◆ **EXERCISE**:
Find every line below with the word "push" in it, and copy each one.

◆ **RECORDS FOR THE TASK**:
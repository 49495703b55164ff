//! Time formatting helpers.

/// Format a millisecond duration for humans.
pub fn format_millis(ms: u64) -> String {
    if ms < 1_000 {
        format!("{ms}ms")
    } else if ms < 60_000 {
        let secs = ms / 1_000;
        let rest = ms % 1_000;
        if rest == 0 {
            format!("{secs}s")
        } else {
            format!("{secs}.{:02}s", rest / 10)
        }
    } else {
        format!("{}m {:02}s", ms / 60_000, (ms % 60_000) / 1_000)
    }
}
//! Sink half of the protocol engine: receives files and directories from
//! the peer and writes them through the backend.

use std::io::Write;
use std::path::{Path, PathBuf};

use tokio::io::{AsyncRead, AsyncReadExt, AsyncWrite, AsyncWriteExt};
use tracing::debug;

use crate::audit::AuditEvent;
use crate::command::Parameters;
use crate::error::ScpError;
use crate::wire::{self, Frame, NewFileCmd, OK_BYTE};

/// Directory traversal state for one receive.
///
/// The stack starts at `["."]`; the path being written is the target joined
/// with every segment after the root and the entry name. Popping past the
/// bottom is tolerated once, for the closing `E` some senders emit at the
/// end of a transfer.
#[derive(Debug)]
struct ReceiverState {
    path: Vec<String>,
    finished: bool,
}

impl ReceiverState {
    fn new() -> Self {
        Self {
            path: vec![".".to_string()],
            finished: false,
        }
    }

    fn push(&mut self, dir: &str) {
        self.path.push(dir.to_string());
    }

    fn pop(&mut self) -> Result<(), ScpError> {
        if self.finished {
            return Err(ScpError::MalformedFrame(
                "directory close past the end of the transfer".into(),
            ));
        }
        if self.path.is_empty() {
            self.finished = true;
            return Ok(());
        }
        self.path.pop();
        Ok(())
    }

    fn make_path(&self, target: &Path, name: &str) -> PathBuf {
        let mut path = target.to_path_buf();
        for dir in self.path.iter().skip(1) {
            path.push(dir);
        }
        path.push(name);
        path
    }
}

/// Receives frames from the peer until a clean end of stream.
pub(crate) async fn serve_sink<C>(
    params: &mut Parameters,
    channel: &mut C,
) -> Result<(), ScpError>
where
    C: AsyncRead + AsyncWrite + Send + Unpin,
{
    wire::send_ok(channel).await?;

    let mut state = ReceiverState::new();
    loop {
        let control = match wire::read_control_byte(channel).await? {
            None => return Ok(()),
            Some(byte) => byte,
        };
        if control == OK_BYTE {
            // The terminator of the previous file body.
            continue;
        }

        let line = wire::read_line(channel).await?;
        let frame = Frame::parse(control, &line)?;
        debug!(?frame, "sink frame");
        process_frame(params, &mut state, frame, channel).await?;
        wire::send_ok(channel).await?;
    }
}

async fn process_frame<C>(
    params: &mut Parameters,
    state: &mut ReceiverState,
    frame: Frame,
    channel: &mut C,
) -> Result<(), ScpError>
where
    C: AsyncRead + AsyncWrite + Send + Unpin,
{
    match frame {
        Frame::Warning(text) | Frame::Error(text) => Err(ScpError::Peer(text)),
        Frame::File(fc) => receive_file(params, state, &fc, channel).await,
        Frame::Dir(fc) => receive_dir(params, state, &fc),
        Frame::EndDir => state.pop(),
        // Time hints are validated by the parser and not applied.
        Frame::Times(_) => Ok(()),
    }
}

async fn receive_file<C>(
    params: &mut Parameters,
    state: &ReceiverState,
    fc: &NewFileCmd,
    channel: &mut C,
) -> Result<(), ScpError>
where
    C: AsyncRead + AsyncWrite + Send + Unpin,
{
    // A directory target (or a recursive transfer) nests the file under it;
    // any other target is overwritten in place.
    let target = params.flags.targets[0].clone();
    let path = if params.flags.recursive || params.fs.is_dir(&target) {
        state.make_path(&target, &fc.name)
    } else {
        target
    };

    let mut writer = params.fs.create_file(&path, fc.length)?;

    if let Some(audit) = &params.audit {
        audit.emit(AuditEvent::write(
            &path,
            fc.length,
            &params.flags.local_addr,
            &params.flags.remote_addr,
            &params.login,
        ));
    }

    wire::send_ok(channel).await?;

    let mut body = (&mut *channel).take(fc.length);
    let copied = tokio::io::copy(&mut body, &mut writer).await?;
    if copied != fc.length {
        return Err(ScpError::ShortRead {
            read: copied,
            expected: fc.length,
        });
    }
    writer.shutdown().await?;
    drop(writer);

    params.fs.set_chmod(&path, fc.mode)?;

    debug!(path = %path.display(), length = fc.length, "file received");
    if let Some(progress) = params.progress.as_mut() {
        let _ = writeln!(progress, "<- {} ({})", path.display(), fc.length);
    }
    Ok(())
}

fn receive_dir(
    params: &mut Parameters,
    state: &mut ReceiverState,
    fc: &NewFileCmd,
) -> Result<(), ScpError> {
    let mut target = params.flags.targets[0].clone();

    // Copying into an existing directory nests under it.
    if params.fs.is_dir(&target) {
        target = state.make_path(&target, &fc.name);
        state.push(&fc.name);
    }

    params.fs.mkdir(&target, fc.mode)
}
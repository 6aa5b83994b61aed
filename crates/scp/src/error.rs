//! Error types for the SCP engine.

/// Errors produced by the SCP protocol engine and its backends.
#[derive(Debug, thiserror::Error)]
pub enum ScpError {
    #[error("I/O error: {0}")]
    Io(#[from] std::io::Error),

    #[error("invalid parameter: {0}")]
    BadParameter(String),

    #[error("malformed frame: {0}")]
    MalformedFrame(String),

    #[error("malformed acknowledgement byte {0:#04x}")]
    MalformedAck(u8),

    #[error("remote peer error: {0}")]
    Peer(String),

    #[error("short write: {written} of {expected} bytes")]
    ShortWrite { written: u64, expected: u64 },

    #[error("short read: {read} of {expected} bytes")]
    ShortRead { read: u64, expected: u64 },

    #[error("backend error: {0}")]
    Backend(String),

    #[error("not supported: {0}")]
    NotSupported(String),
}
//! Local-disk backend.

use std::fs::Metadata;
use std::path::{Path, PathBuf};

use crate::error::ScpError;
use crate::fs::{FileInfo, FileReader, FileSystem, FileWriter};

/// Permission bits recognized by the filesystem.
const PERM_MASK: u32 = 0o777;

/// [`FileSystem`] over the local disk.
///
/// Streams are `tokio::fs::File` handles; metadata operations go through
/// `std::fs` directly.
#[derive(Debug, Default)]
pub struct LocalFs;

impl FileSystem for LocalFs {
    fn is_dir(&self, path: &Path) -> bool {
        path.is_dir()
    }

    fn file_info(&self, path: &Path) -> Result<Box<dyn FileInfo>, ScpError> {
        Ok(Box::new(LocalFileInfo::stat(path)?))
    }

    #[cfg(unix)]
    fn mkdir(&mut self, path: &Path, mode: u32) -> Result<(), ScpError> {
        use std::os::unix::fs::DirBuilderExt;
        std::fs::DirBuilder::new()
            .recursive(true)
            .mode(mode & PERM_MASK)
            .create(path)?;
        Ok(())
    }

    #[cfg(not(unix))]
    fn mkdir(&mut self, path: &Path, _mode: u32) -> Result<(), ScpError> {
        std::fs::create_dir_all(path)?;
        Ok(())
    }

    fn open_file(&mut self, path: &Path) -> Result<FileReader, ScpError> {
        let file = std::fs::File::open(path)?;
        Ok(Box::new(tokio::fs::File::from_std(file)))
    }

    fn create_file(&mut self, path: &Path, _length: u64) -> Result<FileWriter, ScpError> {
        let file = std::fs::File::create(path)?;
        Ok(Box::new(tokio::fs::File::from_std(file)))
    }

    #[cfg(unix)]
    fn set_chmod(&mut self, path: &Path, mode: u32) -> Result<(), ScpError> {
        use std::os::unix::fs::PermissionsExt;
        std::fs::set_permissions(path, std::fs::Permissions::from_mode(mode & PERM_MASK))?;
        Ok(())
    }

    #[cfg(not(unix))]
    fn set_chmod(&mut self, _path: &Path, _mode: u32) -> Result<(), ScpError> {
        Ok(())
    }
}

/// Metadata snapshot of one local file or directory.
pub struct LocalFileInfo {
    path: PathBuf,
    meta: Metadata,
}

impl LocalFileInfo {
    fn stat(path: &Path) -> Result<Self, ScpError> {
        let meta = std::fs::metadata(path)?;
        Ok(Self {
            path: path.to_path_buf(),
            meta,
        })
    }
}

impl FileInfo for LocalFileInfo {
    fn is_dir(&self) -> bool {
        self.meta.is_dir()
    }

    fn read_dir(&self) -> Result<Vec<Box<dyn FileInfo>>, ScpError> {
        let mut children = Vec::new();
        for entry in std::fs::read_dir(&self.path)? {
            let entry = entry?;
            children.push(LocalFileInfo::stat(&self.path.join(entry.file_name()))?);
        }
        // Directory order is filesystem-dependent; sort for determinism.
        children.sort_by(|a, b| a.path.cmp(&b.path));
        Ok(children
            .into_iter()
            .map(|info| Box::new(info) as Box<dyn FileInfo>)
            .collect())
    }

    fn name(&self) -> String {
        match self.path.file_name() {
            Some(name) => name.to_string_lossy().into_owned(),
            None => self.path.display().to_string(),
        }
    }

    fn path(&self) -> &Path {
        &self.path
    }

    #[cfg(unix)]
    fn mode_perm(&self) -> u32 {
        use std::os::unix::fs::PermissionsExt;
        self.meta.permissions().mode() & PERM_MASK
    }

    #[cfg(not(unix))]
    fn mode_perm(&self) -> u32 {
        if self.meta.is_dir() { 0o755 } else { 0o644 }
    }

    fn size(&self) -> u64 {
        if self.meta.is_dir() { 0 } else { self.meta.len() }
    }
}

--

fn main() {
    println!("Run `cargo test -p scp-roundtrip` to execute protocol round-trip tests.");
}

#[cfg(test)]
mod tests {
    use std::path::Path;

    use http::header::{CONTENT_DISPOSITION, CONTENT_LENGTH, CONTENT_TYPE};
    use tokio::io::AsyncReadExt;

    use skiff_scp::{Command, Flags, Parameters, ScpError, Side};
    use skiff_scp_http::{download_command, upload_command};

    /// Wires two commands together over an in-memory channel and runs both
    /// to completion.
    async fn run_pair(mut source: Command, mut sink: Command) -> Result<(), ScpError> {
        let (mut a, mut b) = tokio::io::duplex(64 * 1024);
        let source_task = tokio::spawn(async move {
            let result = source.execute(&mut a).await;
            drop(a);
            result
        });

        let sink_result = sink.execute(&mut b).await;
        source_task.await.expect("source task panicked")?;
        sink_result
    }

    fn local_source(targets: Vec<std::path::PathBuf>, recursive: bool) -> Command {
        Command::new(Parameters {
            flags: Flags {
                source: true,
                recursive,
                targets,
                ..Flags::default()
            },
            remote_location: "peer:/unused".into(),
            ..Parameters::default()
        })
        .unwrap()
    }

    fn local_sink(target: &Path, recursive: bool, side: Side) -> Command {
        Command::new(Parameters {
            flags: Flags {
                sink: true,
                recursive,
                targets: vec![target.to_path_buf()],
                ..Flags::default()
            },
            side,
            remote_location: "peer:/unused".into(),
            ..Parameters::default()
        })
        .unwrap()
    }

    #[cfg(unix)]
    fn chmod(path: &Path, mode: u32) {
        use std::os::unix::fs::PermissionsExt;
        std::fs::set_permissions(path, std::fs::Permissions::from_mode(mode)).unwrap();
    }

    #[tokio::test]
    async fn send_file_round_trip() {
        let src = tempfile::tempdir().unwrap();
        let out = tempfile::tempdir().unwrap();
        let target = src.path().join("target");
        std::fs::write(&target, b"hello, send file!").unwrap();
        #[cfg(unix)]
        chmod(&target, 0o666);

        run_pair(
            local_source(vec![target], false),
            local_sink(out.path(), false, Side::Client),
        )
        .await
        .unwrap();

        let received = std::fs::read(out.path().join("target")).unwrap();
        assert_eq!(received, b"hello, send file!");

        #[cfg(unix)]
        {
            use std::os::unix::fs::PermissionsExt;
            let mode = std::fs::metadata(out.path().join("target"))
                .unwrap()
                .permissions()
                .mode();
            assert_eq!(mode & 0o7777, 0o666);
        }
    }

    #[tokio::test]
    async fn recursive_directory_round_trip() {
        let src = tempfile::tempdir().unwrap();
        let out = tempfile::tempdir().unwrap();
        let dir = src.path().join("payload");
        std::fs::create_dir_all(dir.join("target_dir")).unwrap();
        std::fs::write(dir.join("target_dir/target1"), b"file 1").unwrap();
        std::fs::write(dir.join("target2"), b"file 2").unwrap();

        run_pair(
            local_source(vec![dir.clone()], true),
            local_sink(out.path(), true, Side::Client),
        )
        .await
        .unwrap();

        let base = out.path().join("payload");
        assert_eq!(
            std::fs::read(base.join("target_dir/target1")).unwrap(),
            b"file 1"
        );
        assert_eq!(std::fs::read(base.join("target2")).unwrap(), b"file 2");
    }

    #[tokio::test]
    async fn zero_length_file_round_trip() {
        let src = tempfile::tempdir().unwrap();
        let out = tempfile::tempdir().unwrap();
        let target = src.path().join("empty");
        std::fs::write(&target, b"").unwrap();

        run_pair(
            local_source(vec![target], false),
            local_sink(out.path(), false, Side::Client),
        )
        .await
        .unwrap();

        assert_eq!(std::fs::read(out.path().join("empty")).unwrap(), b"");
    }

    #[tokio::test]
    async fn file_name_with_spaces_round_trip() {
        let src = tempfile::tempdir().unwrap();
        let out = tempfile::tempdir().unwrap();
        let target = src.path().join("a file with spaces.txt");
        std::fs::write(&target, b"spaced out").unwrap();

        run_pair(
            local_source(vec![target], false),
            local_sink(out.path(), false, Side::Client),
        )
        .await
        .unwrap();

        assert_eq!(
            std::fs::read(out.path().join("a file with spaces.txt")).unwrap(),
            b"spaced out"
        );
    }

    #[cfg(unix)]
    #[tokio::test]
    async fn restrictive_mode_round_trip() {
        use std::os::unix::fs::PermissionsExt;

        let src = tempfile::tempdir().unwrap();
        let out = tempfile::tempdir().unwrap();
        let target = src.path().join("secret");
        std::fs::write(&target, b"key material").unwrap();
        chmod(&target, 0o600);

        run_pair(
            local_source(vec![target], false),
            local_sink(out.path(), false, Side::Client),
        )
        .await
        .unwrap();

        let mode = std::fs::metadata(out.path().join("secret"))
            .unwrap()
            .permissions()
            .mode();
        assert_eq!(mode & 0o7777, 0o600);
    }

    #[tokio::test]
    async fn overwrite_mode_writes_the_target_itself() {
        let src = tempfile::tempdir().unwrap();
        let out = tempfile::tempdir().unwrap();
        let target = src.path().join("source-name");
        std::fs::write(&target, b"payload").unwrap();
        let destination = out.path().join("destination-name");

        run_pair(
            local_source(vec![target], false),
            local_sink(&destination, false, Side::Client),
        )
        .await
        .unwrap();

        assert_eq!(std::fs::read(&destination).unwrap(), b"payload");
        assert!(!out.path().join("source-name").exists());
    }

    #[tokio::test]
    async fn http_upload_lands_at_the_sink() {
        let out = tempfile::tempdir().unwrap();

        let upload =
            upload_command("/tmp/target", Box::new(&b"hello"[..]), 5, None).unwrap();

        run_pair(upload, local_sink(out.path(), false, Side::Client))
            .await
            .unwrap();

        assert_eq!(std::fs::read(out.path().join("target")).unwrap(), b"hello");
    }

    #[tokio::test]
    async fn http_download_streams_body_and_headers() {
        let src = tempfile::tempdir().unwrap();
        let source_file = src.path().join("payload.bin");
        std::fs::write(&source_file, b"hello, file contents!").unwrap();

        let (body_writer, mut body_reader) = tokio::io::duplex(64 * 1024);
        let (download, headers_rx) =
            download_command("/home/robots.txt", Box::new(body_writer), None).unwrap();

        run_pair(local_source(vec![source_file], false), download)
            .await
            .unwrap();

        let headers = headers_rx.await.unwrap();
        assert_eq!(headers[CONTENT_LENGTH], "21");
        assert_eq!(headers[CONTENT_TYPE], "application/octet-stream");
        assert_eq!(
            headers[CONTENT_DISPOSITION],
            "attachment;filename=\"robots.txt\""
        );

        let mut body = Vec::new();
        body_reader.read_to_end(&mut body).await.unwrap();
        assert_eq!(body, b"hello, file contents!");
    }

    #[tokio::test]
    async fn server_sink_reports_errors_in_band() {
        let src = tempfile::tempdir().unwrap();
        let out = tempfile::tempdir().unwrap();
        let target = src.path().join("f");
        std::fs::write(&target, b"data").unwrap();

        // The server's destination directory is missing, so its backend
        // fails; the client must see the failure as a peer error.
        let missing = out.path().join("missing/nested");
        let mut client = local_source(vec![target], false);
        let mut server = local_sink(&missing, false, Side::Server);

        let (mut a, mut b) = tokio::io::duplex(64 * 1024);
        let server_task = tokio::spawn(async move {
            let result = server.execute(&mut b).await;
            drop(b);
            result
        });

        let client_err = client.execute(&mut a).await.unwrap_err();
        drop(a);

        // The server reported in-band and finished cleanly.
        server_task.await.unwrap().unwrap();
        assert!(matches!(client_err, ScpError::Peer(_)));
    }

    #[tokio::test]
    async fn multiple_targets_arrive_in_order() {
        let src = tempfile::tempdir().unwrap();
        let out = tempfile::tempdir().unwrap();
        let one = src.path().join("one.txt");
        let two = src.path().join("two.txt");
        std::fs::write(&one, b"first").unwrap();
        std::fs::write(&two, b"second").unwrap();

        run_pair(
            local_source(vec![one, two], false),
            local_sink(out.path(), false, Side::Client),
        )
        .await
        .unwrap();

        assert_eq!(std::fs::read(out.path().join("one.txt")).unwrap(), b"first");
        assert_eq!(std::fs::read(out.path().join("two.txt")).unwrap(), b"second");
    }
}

◆ **YOUR RESPONSE**:
    fn push(&mut self, dir: &str) {
        self.path.push(dir.to_string());
            path.push(dir);
        path.push(name);
        state.push(&fc.name);
            children.push(LocalFileInfo::stat(&self.path.join(entry.file_name()))?);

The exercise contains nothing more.